Count Oskar
XXIII
By Michael Arram
'I had been told your highness had left the capital,' Gus said coolly. His feelings were anything but cool.
The prince had recognised him. 'Killing me will do you no good.'
Gus had been too surprised by the apparition of Oskar's killer to have thought what he might do, but Albert's mind worked faster. Kill him? Gus supposed he might, and might even get away with the deed. He wondered whether General von Tirkenau had sent him up to the palace hoping that he would meet Albert and attempt it.
'Please take a seat, and keep your hands up,' Gus said, indicating with his pistol a ledge in the stair well. The prince edged towards it keeping his eye on Gus.
'Oskar wanted to kill you. He said that it was the only way to ensure the future peace and unity of his land. But you killed him.'
'It was a fair fight. You saw it.'
'Indeed I did. Oskar took his chance, and failed. But now I am in a position to reverse the situation. You killed my lover. How do you think I feel about you?'
Albert had gone white. Gus was internally marvelling at the way his bruised and battered mind was functioning, despite the mortal wound to his soul. But what was he going to do?
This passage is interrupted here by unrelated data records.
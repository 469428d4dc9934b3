//! Test doubles shared by unit and integration tests.
//!
//! `ScriptedProvider` replays queued replies in order and records every call,
//! so tests can assert on the exact conversation each step saw.
//! `FakeChatServer` is a local HTTP endpoint that serves canned responses to
//! the real adapters.

use std::collections::VecDeque;
use std::net::SocketAddr;
use std::sync::{Arc, Mutex, MutexGuard};
use std::time::Duration;

use async_trait::async_trait;
use bullbear_models::{Backend, Bar, LlmResponse, Message, NewsItem, ToolSchema};
use bullbear_tools::static_source::SymbolData;
use bullbear_tools::{StaticMarketData, Tool, ToolFailure};
use chrono::{Duration as ChronoDuration, NaiveDate};
use serde_json::{json, Value};
use tokio::io::{AsyncReadExt, AsyncWriteExt};
use tokio::net::{TcpListener, TcpStream};
use tokio::task::JoinHandle;

use crate::error::AgentError;
use crate::provider::{Capabilities, LlmProvider};

fn lock<T>(mutex: &Mutex<T>) -> MutexGuard<'_, T> {
    mutex.lock().unwrap_or_else(|poisoned| poisoned.into_inner())
}

/// One recorded provider call.
#[derive(Debug, Clone)]
pub struct RecordedCall {
    pub messages: Vec<Message>,
    /// Names of the tool schemas offered on this call.
    pub tools: Vec<String>,
}

enum Script {
    Replies(VecDeque<LlmResponse>),
    AlwaysFail { status: u16, body: String },
}

/// Provider that replays a fixed script.
pub struct ScriptedProvider {
    script: Mutex<Script>,
    calls: Mutex<Vec<RecordedCall>>,
    capabilities: Capabilities,
    delay: Duration,
}

impl ScriptedProvider {
    pub fn new(replies: Vec<LlmResponse>) -> Self {
        Self {
            script: Mutex::new(Script::Replies(replies.into())),
            calls: Mutex::new(Vec::new()),
            capabilities: Capabilities {
                tool_calling: true,
                system_role: true,
            },
            delay: Duration::ZERO,
        }
    }

    /// Text replies, one per call.
    pub fn from_texts(texts: &[&str]) -> Self {
        Self::new(texts.iter().map(|t| LlmResponse::text(*t)).collect())
    }

    /// Every call fails with an upstream error status.
    pub fn failing(status: u16, body: &str) -> Self {
        let provider = Self::new(Vec::new());
        *lock(&provider.script) = Script::AlwaysFail {
            status,
            body: body.to_string(),
        };
        provider
    }

    pub fn with_delay(mut self, delay: Duration) -> Self {
        self.delay = delay;
        self
    }

    pub fn without_tool_calling(mut self) -> Self {
        self.capabilities.tool_calling = false;
        self
    }

    pub fn calls(&self) -> Vec<RecordedCall> {
        lock(&self.calls).clone()
    }

    pub fn call_count(&self) -> usize {
        lock(&self.calls).len()
    }

    async fn next(&self, messages: &[Message], tools: &[ToolSchema]) -> Result<LlmResponse, AgentError> {
        lock(&self.calls).push(RecordedCall {
            messages: messages.to_vec(),
            tools: tools.iter().map(|t| t.name.clone()).collect(),
        });
        if !self.delay.is_zero() {
            tokio::time::sleep(self.delay).await;
        }
        match &mut *lock(&self.script) {
            Script::Replies(queue) => queue
                .pop_front()
                .ok_or_else(|| AgentError::Parse("scripted provider has no replies left".to_string())),
            Script::AlwaysFail { status, body } => Err(AgentError::Provider {
                status: *status,
                body: body.clone(),
            }),
        }
    }
}

#[async_trait]
impl LlmProvider for ScriptedProvider {
    fn backend(&self) -> Backend {
        Backend::Groq
    }

    fn model(&self) -> &str {
        "scripted"
    }

    fn capabilities(&self) -> Capabilities {
        self.capabilities
    }

    async fn invoke(&self, messages: &[Message]) -> Result<LlmResponse, AgentError> {
        self.next(messages, &[]).await
    }

    async fn invoke_with_tools(
        &self,
        messages: &[Message],
        tools: &[ToolSchema],
    ) -> Result<LlmResponse, AgentError> {
        if self.capabilities.tool_calling {
            self.next(messages, tools).await
        } else {
            self.next(messages, &[]).await
        }
    }
}

/// Deterministic daily bars: `days` bars ending on `end`, drifting upward.
pub fn canned_ohlcv(days: u32, end: NaiveDate) -> Vec<Bar> {
    (0..days)
        .map(|i| {
            let date = end - ChronoDuration::days(i64::from(days - 1 - i));
            let base = 180.0 + f64::from(i) * 0.75;
            Bar {
                date,
                open: base,
                high: base + 2.5,
                low: base - 1.5,
                close: base + 1.0,
                volume: 50_000_000.0 + f64::from(i) * 250_000.0,
            }
        })
        .collect()
}

/// Static market data for one symbol: 30 days of bars, fundamentals, news.
pub fn stub_market_data(symbol: &str, end: NaiveDate) -> StaticMarketData {
    let mut data = StaticMarketData::new();
    data.insert(
        symbol,
        SymbolData {
            bars: canned_ohlcv(30, end),
            indicators: serde_json::Map::new(),
            fundamentals: json!({
                "market_cap": 2.9e12,
                "pe_ratio": 29.4,
                "eps": 6.43,
                "profit_margin": 0.26
            }),
            news: vec![
                NewsItem {
                    title: format!("{symbol} beats quarterly estimates"),
                    summary: "Revenue and EPS came in above consensus.".to_string(),
                    source: "Newswire".to_string(),
                    published_at: Some(end.format("%Y-%m-%d").to_string()),
                    sentiment: Some(0.5),
                },
                NewsItem {
                    title: format!("Regulators open inquiry into {symbol}"),
                    summary: String::new(),
                    source: "Newswire".to_string(),
                    published_at: None,
                    sentiment: Some(-0.25),
                },
            ],
        },
    );
    data
}

/// `get_stock_data` stand-in that serves [`canned_ohlcv`] for any symbol.
pub struct StubStockDataTool {
    end: NaiveDate,
    calls: Mutex<Vec<Value>>,
}

impl StubStockDataTool {
    pub fn new() -> Self {
        Self::ending(NaiveDate::from_ymd_opt(2025, 1, 31).unwrap_or_default())
    }

    pub fn ending(end: NaiveDate) -> Self {
        Self {
            end,
            calls: Mutex::new(Vec::new()),
        }
    }

    pub fn calls(&self) -> Vec<Value> {
        lock(&self.calls).clone()
    }
}

impl Default for StubStockDataTool {
    fn default() -> Self {
        Self::new()
    }
}

#[async_trait]
impl Tool for StubStockDataTool {
    fn name(&self) -> &str {
        "get_stock_data"
    }

    fn description(&self) -> &str {
        "Fetch historical stock price data (OHLCV) for a symbol."
    }

    fn input_schema(&self) -> Value {
        json!({
            "type": "object",
            "properties": {"symbol": {"type": "string"}},
            "required": ["symbol"]
        })
    }

    fn side_effect_free(&self) -> bool {
        true
    }

    async fn call(&self, input: Value) -> Result<String, ToolFailure> {
        lock(&self.calls).push(input.clone());
        let symbol = input
            .get("symbol")
            .and_then(Value::as_str)
            .ok_or_else(|| ToolFailure::new("symbol is required"))?;
        let payload = json!({
            "symbol": symbol.to_uppercase(),
            "bars": canned_ohlcv(30, self.end),
        });
        Ok(serde_json::to_string(&payload)?)
    }
}

/// A canned HTTP reply.
#[derive(Debug, Clone)]
pub struct CannedResponse {
    pub status: u16,
    pub body: String,
    pub delay: Duration,
}

impl CannedResponse {
    pub fn json(status: u16, body: Value) -> Self {
        Self {
            status,
            body: body.to_string(),
            delay: Duration::ZERO,
        }
    }

    /// Chat-completions reply carrying plain text.
    pub fn chat_text(content: &str) -> Self {
        Self::json(
            200,
            json!({
                "id": "chatcmpl-test",
                "object": "chat.completion",
                "choices": [{
                    "index": 0,
                    "message": {"role": "assistant", "content": content},
                    "finish_reason": "stop"
                }]
            }),
        )
    }

    pub fn delayed(mut self, delay: Duration) -> Self {
        self.delay = delay;
        self
    }
}

/// One request as the fake server received it.
#[derive(Debug, Clone)]
pub struct RecordedRequest {
    pub head: String,
    pub body: String,
}

impl RecordedRequest {
    pub fn header(&self, name: &str) -> Option<String> {
        self.head.lines().find_map(|line| {
            let (key, value) = line.split_once(':')?;
            key.trim()
                .eq_ignore_ascii_case(name)
                .then(|| value.trim().to_string())
        })
    }

    pub fn json(&self) -> Option<Value> {
        serde_json::from_str(&self.body).ok()
    }
}

/// Minimal HTTP/1.1 server on 127.0.0.1 answering each request with the next
/// canned response (500 once they run out).
pub struct FakeChatServer {
    addr: SocketAddr,
    requests: Arc<Mutex<Vec<RecordedRequest>>>,
    handle: JoinHandle<()>,
}

impl FakeChatServer {
    pub async fn start(responses: Vec<CannedResponse>) -> std::io::Result<Self> {
        let listener = TcpListener::bind("127.0.0.1:0").await?;
        let addr = listener.local_addr()?;
        let queue = Arc::new(Mutex::new(VecDeque::from(responses)));
        let requests = Arc::new(Mutex::new(Vec::new()));

        let handle = {
            let requests = Arc::clone(&requests);
            tokio::spawn(async move {
                while let Ok((stream, _)) = listener.accept().await {
                    let queue = Arc::clone(&queue);
                    let requests = Arc::clone(&requests);
                    tokio::spawn(async move {
                        let _ = serve_one(stream, queue, requests).await;
                    });
                }
            })
        };

        Ok(Self {
            addr,
            requests,
            handle,
        })
    }

    /// Base URL usable as a chat-completions endpoint override.
    pub fn url(&self) -> String {
        format!("http://{}/v1/chat/completions", self.addr)
    }

    pub fn requests(&self) -> Vec<RecordedRequest> {
        lock(&self.requests).clone()
    }
}

impl Drop for FakeChatServer {
    fn drop(&mut self) {
        self.handle.abort();
    }
}

async fn serve_one(
    mut stream: TcpStream,
    queue: Arc<Mutex<VecDeque<CannedResponse>>>,
    requests: Arc<Mutex<Vec<RecordedRequest>>>,
) -> std::io::Result<()> {
    let mut buf = Vec::new();
    let mut chunk = [0u8; 4096];

    let header_end = loop {
        let n = stream.read(&mut chunk).await?;
        if n == 0 {
            return Ok(());
        }
        buf.extend_from_slice(&chunk[..n]);
        if let Some(pos) = buf.windows(4).position(|w| w == b"\r\n\r\n") {
            break pos + 4;
        }
    };

    let head = String::from_utf8_lossy(&buf[..header_end]).to_string();
    let content_length = head
        .lines()
        .find_map(|line| {
            let (key, value) = line.split_once(':')?;
            if key.trim().eq_ignore_ascii_case("content-length") {
                value.trim().parse::<usize>().ok()
            } else {
                None
            }
        })
        .unwrap_or(0);

    while buf.len() < header_end + content_length {
        let n = stream.read(&mut chunk).await?;
        if n == 0 {
            break;
        }
        buf.extend_from_slice(&chunk[..n]);
    }

    let body = String::from_utf8_lossy(&buf[header_end..]).to_string();
    lock(&requests).push(RecordedRequest { head, body });

    let response = lock(&queue).pop_front().unwrap_or_else(|| {
        CannedResponse::json(500, json!({"error": {"message": "no canned response left"}}))
    });
    if !response.delay.is_zero() {
        tokio::time::sleep(response.delay).await;
    }

    let reason = match response.status {
        200 => "OK",
        400 => "Bad Request",
        401 => "Unauthorized",
        429 => "Too Many Requests",
        500 => "Internal Server Error",
        503 => "Service Unavailable",
        _ => "Status",
    };
    let reply = format!(
        "HTTP/1.1 {} {}\r\nContent-Type: application/json\r\nContent-Length: {}\r\nConnection: close\r\n\r\n{}",
        response.status,
        reason,
        response.body.len(),
        response.body
    );
    stream.write_all(reply.as_bytes()).await?;
    stream.shutdown().await
}

#[cfg(test)]
mod tests {
    use super::*;

    #[test]
    fn canned_bars_end_on_date_and_rise() {
        let end = NaiveDate::from_ymd_opt(2025, 3, 3).unwrap();
        let bars = canned_ohlcv(30, end);
        assert_eq!(bars.len(), 30);
        assert_eq!(bars.last().unwrap().date, end);
        assert!(bars.last().unwrap().close > bars[0].close);
    }

    #[tokio::test]
    async fn scripted_provider_replays_in_order() {
        let provider = ScriptedProvider::from_texts(&["one", "two"]);
        assert_eq!(provider.invoke(&[Message::user("a")]).await.unwrap().content, "one");
        assert_eq!(provider.invoke(&[Message::user("b")]).await.unwrap().content, "two");
        assert!(provider.invoke(&[Message::user("c")]).await.is_err());
        assert_eq!(provider.call_count(), 3);
    }
}
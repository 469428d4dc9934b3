use std::sync::Arc;

use async_trait::async_trait;
use bullbear_models::{Bar, NewsItem};
use chrono::NaiveDate;
use serde::Deserialize;
use serde_json::{json, Value};
use tracing::debug;

use crate::error::{MarketDataError, ToolFailure};
use crate::tool::{parse_input, Tool};

pub const DEFAULT_NEWS_LIMIT: usize = 10;

/// Trailing values kept per indicator series in tool output.
pub const INDICATOR_TAIL: usize = 5;

pub const SUPPORTED_INDICATORS: &[&str] = &[
    "sma50", "sma200", "ema10", "rsi", "macd", "bollinger", "atr", "vwma",
];

/// Upstream market data. Implementations are the only place the engine's
/// tools get their numbers from.
#[async_trait]
pub trait MarketDataSource: Send + Sync {
    async fn price_history(
        &self,
        symbol: &str,
        start: NaiveDate,
        end: NaiveDate,
    ) -> Result<Vec<Bar>, MarketDataError>;

    /// Indicator series keyed by indicator name, each a JSON array of numbers
    /// (or null for warm-up periods).
    async fn indicators(
        &self,
        symbol: &str,
        start: NaiveDate,
        end: NaiveDate,
        names: &[String],
    ) -> Result<Value, MarketDataError>;

    async fn fundamentals(&self, symbol: &str) -> Result<Value, MarketDataError>;

    async fn news(&self, symbol: &str, limit: usize) -> Result<Vec<NewsItem>, MarketDataError>;
}

#[derive(Debug, Deserialize)]
struct RangeInput {
    symbol: String,
    #[serde(alias = "startDate")]
    start_date: String,
    #[serde(alias = "endDate")]
    end_date: String,
}

impl RangeInput {
    fn validate(&self) -> Result<(String, NaiveDate, NaiveDate), ToolFailure> {
        let symbol = normalize_symbol(&self.symbol)?;
        let start = parse_date("start_date", &self.start_date)?;
        let end = parse_date("end_date", &self.end_date)?;
        if start > end {
            return Err(MarketDataError::InvalidRange(format!(
                "start_date {start} is after end_date {end}"
            ))
            .into());
        }
        Ok((symbol, start, end))
    }
}

#[derive(Debug, Deserialize)]
struct IndicatorsInput {
    #[serde(flatten)]
    range: RangeInput,
    indicators: Vec<String>,
}

#[derive(Debug, Deserialize)]
struct SymbolInput {
    symbol: String,
}

#[derive(Debug, Deserialize)]
struct NewsInput {
    symbol: String,
    #[serde(default)]
    limit: Option<usize>,
}

fn normalize_symbol(raw: &str) -> Result<String, ToolFailure> {
    let symbol = raw.trim().to_uppercase();
    if symbol.is_empty() {
        return Err(ToolFailure::new("symbol must not be empty"));
    }
    Ok(symbol)
}

fn parse_date(field: &str, raw: &str) -> Result<NaiveDate, ToolFailure> {
    NaiveDate::parse_from_str(raw.trim(), "%Y-%m-%d")
        .map_err(|_| ToolFailure::new(format!("{field} must be YYYY-MM-DD, got '{raw}'")))
}

fn symbol_schema(description: &str) -> Value {
    json!({"type": "string", "description": description})
}

fn date_schema(description: &str) -> Value {
    json!({"type": "string", "description": description})
}

/// `get_stock_data`: daily OHLCV bars for a date range.
pub struct StockDataTool {
    source: Arc<dyn MarketDataSource>,
}

impl StockDataTool {
    pub fn new(source: Arc<dyn MarketDataSource>) -> Self {
        Self { source }
    }
}

#[async_trait]
impl Tool for StockDataTool {
    fn name(&self) -> &str {
        "get_stock_data"
    }

    fn description(&self) -> &str {
        "Fetch historical stock price data (OHLCV) for a given symbol and date range. \
         Returns daily open, high, low, close prices and volume."
    }

    fn input_schema(&self) -> Value {
        json!({
            "type": "object",
            "properties": {
                "symbol": symbol_schema("Stock ticker symbol (e.g., AAPL, MSFT, GOOGL)"),
                "start_date": date_schema("Start date in YYYY-MM-DD format"),
                "end_date": date_schema("End date in YYYY-MM-DD format"),
            },
            "required": ["symbol", "start_date", "end_date"]
        })
    }

    fn side_effect_free(&self) -> bool {
        true
    }

    async fn call(&self, input: Value) -> Result<String, ToolFailure> {
        let input: RangeInput = parse_input(input)?;
        let (symbol, start, end) = input.validate()?;
        let bars = self.source.price_history(&symbol, start, end).await?;
        debug!(symbol = %symbol, bars = bars.len(), "Fetched price history");
        Ok(serde_json::to_string_pretty(&bars)?)
    }
}

/// `get_technical_indicators`: the last few values of each requested series.
pub struct IndicatorsTool {
    source: Arc<dyn MarketDataSource>,
}

impl IndicatorsTool {
    pub fn new(source: Arc<dyn MarketDataSource>) -> Self {
        Self { source }
    }
}

#[async_trait]
impl Tool for IndicatorsTool {
    fn name(&self) -> &str {
        "get_technical_indicators"
    }

    fn description(&self) -> &str {
        "Calculate technical indicators (SMA, EMA, RSI, MACD, Bollinger Bands, ATR) from \
         stock price data. Useful for technical analysis."
    }

    fn input_schema(&self) -> Value {
        json!({
            "type": "object",
            "properties": {
                "symbol": symbol_schema("Stock ticker symbol"),
                "start_date": date_schema("Start date in YYYY-MM-DD format"),
                "end_date": date_schema("End date in YYYY-MM-DD format"),
                "indicators": {
                    "type": "array",
                    "items": {"type": "string"},
                    "description": format!(
                        "List of indicators to calculate: {}",
                        SUPPORTED_INDICATORS.join(", ")
                    )
                }
            },
            "required": ["symbol", "start_date", "end_date", "indicators"]
        })
    }

    fn side_effect_free(&self) -> bool {
        true
    }

    async fn call(&self, input: Value) -> Result<String, ToolFailure> {
        let input: IndicatorsInput = parse_input(input)?;
        let (symbol, start, end) = input.range.validate()?;
        let names: Vec<String> = input
            .indicators
            .iter()
            .map(|n| n.trim().to_lowercase())
            .filter(|n| !n.is_empty())
            .collect();
        if names.is_empty() {
            return Err(ToolFailure::new("indicators must name at least one indicator"));
        }
        let series = self.source.indicators(&symbol, start, end, &names).await?;
        Ok(serde_json::to_string_pretty(&tail_series(&series))?)
    }
}

/// Keep the trailing numeric values of every array-valued entry.
fn tail_series(series: &Value) -> Value {
    let Some(map) = series.as_object() else {
        return json!({});
    };
    let mut out = serde_json::Map::new();
    for (name, values) in map {
        if let Some(values) = values.as_array() {
            let start = values.len().saturating_sub(INDICATOR_TAIL);
            let tail: Vec<Value> = values[start..]
                .iter()
                .filter(|v| v.as_f64().is_some_and(f64::is_finite))
                .cloned()
                .collect();
            out.insert(name.clone(), Value::Array(tail));
        }
    }
    Value::Object(out)
}

/// `get_fundamentals`: valuation and profitability figures.
pub struct FundamentalsTool {
    source: Arc<dyn MarketDataSource>,
}

impl FundamentalsTool {
    pub fn new(source: Arc<dyn MarketDataSource>) -> Self {
        Self { source }
    }
}

#[async_trait]
impl Tool for FundamentalsTool {
    fn name(&self) -> &str {
        "get_fundamentals"
    }

    fn description(&self) -> &str {
        "Fetch fundamental data for a stock including market cap, P/E ratio, dividend yield, \
         EPS, revenue, and profit margin."
    }

    fn input_schema(&self) -> Value {
        json!({
            "type": "object",
            "properties": {"symbol": symbol_schema("Stock ticker symbol")},
            "required": ["symbol"]
        })
    }

    fn side_effect_free(&self) -> bool {
        true
    }

    async fn call(&self, input: Value) -> Result<String, ToolFailure> {
        let input: SymbolInput = parse_input(input)?;
        let symbol = normalize_symbol(&input.symbol)?;
        let fundamentals = self.source.fundamentals(&symbol).await?;
        Ok(serde_json::to_string_pretty(&fundamentals)?)
    }
}

/// `get_news`: recent articles, newest first as the source orders them.
pub struct NewsTool {
    source: Arc<dyn MarketDataSource>,
}

impl NewsTool {
    pub fn new(source: Arc<dyn MarketDataSource>) -> Self {
        Self { source }
    }
}

#[async_trait]
impl Tool for NewsTool {
    fn name(&self) -> &str {
        "get_news"
    }

    fn description(&self) -> &str {
        "Fetch recent news articles related to a stock symbol. Returns news title, summary, \
         source, and sentiment."
    }

    fn input_schema(&self) -> Value {
        json!({
            "type": "object",
            "properties": {
                "symbol": symbol_schema("Stock ticker symbol"),
                "limit": {
                    "type": "number",
                    "description": "Maximum number of news articles to return (default: 10)"
                }
            },
            "required": ["symbol"]
        })
    }

    fn side_effect_free(&self) -> bool {
        true
    }

    async fn call(&self, input: Value) -> Result<String, ToolFailure> {
        let input: NewsInput = parse_input(input)?;
        let symbol = normalize_symbol(&input.symbol)?;
        let limit = input.limit.filter(|l| *l > 0).unwrap_or(DEFAULT_NEWS_LIMIT);
        let mut news = self.source.news(&symbol, limit).await?;
        news.truncate(limit);
        Ok(serde_json::to_string_pretty(&news)?)
    }
}

/// The four standard market data tools, in the order models see them.
pub fn market_tools(source: Arc<dyn MarketDataSource>) -> Vec<Arc<dyn Tool>> {
    vec![
        Arc::new(StockDataTool::new(source.clone())),
        Arc::new(IndicatorsTool::new(source.clone())),
        Arc::new(FundamentalsTool::new(source.clone())),
        Arc::new(NewsTool::new(source)),
    ]
}
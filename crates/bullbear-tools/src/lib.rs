pub mod error;
pub mod market;
pub mod registry;
pub mod static_source;
pub mod tool;

pub use error::{MarketDataError, ToolError, ToolFailure};
pub use market::{
    market_tools, FundamentalsTool, IndicatorsTool, MarketDataSource, NewsTool, StockDataTool,
};
pub use registry::{is_failure_output, ToolRegistry, FAILURE_PREFIX};
pub use static_source::{StaticMarketData, SymbolData};
pub use tool::{parse_input, Tool};
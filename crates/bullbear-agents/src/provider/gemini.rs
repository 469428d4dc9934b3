use async_trait::async_trait;
use bullbear_models::{Backend, LlmResponse, Message, Role};
use serde_json::{json, Value};
use tracing::debug;

use super::{ensure_not_empty, send_json, Capabilities, Family, LlmProvider, ProviderConfig};
use crate::error::AgentError;

/// `generateContent` adapter. The key travels as a query parameter.
pub struct GeminiProvider {
    config: ProviderConfig,
    client: reqwest::Client,
}

impl GeminiProvider {
    pub fn new(config: ProviderConfig, client: reqwest::Client) -> Self {
        Self { config, client }
    }

    pub fn build_request(&self, messages: &[Message]) -> Result<reqwest::Request, AgentError> {
        let url = format!("{}/{}:generateContent", self.config.endpoint, self.config.model);
        let mut builder = self
            .client
            .post(url)
            .json(&request_body(&self.config, messages));
        if let Some(key) = &self.config.api_key {
            builder = builder.query(&[("key", key)]);
        }
        Ok(builder.build()?)
    }
}

#[async_trait]
impl LlmProvider for GeminiProvider {
    fn backend(&self) -> Backend {
        self.config.backend
    }

    fn model(&self) -> &str {
        &self.config.model
    }

    fn capabilities(&self) -> Capabilities {
        Family::Gemini.capabilities()
    }

    async fn invoke(&self, messages: &[Message]) -> Result<LlmResponse, AgentError> {
        debug!(model = %self.config.model, messages = messages.len(), "Calling Gemini generateContent");
        let request = self.build_request(messages)?;
        let body = send_json(&self.client, request, self.config.timeout).await?;
        ensure_not_empty(parse_response(&body)?, self.config.backend)
    }
}

pub fn request_body(config: &ProviderConfig, messages: &[Message]) -> Value {
    let system: Vec<&str> = messages
        .iter()
        .filter(|m| m.role == Role::System)
        .map(|m| m.content.as_str())
        .collect();

    let mut contents: Vec<(&'static str, Vec<String>)> = Vec::new();
    for message in messages {
        let (role, text) = match message.role {
            Role::System => continue,
            Role::User => ("user", message.content.clone()),
            Role::Assistant => ("model", message.content.clone()),
            Role::Tool => ("user", format!("Tool result:\n{}", message.content)),
        };
        if text.is_empty() {
            continue;
        }
        match contents.last_mut() {
            Some((last_role, parts)) if *last_role == role => parts.push(text),
            _ => contents.push((role, vec![text])),
        }
    }

    let mut body = json!({
        "contents": contents
            .into_iter()
            .map(|(role, parts)| {
                json!({
                    "role": role,
                    "parts": parts.into_iter().map(|text| json!({"text": text})).collect::<Vec<_>>(),
                })
            })
            .collect::<Vec<_>>(),
        "generationConfig": {
            "temperature": config.temperature,
            "maxOutputTokens": config.max_tokens,
        },
    });
    if !system.is_empty() {
        body["systemInstruction"] = json!({"parts": [{"text": system.join("\n\n")}]});
    }
    body
}

pub fn parse_response(body: &Value) -> Result<LlmResponse, AgentError> {
    let Some(candidate) = body.get("candidates").and_then(|c| c.get(0)) else {
        let reason = body
            .pointer("/promptFeedback/blockReason")
            .and_then(Value::as_str)
            .map(|r| format!("prompt blocked: {r}"))
            .unwrap_or_else(|| "Response has no candidates".to_string());
        return Err(AgentError::Parse(reason));
    };

    let text = candidate
        .pointer("/content/parts")
        .and_then(Value::as_array)
        .map(|parts| {
            parts
                .iter()
                .filter_map(|p| p.get("text").and_then(Value::as_str))
                .collect::<Vec<_>>()
                .join("")
        })
        .unwrap_or_default();

    Ok(LlmResponse::text(text))
}
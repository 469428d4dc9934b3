use thiserror::Error;

/// Registry-level failures. A tool's own failure is never one of these;
/// it comes back as an error string in the tool output.
#[derive(Error, Debug, Clone, PartialEq, Eq)]
pub enum ToolError {
    #[error("Tool not found: {0}")]
    NotFound(String),

    #[error("Tool already registered: {0}")]
    Duplicate(String),

    #[error("Tool {name} timed out after {seconds} seconds")]
    Timeout { name: String, seconds: u64 },
}

/// Why a tool call could not produce its normal output.
#[derive(Error, Debug, Clone, PartialEq, Eq)]
#[error("{0}")]
pub struct ToolFailure(pub String);

impl ToolFailure {
    pub fn new(message: impl Into<String>) -> Self {
        Self(message.into())
    }
}

impl From<MarketDataError> for ToolFailure {
    fn from(e: MarketDataError) -> Self {
        Self(e.to_string())
    }
}

impl From<serde_json::Error> for ToolFailure {
    fn from(e: serde_json::Error) -> Self {
        Self(format!("JSON error: {e}"))
    }
}

#[derive(Error, Debug)]
pub enum MarketDataError {
    #[error("No market data for symbol: {0}")]
    UnknownSymbol(String),

    #[error("Invalid date range: {0}")]
    InvalidRange(String),

    #[error("Market data unavailable: {0}")]
    Unavailable(String),

    #[error("IO error: {0}")]
    Io(#[from] std::io::Error),

    #[error("JSON error: {0}")]
    Json(#[from] serde_json::Error),
}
The man in front of him was irredeemable. No words could penetrate his selfishness and pride. He lived for power and control. He was a thief and a conscienceless murderer whom no court could ever touch. The only punishment that would come to him was what Gus might inflict on him, here, now, on this staircase in a besieged palace.
The moral debate played out in Gus's head. Kill this man and endless miseries might never occur. But who was he to take the power of life and death to himself? Who was he to wrench aside the processes of history? He did not have the wisdom to anticipate what new and possibly worse things his intervention might cause. Nor did he have Oskar's blithe assurance not to care.
Finally he spoke. 'Albert, you are less than a man. You are an animal possessed by animal lusts. I can't despise an animal for being what it is. I can't kill in cold blood either. You must take your chances. You won't turn me into a murderer. Now run.'
Albert looked as though he was planning a retort, but instead he stood and warily ran down the stairs, disappearing at speed round the corner. Gus took the other direction. He found on the main first floor corridor a guardsman who directed him to Captain Antonin, who was with the king in his private office.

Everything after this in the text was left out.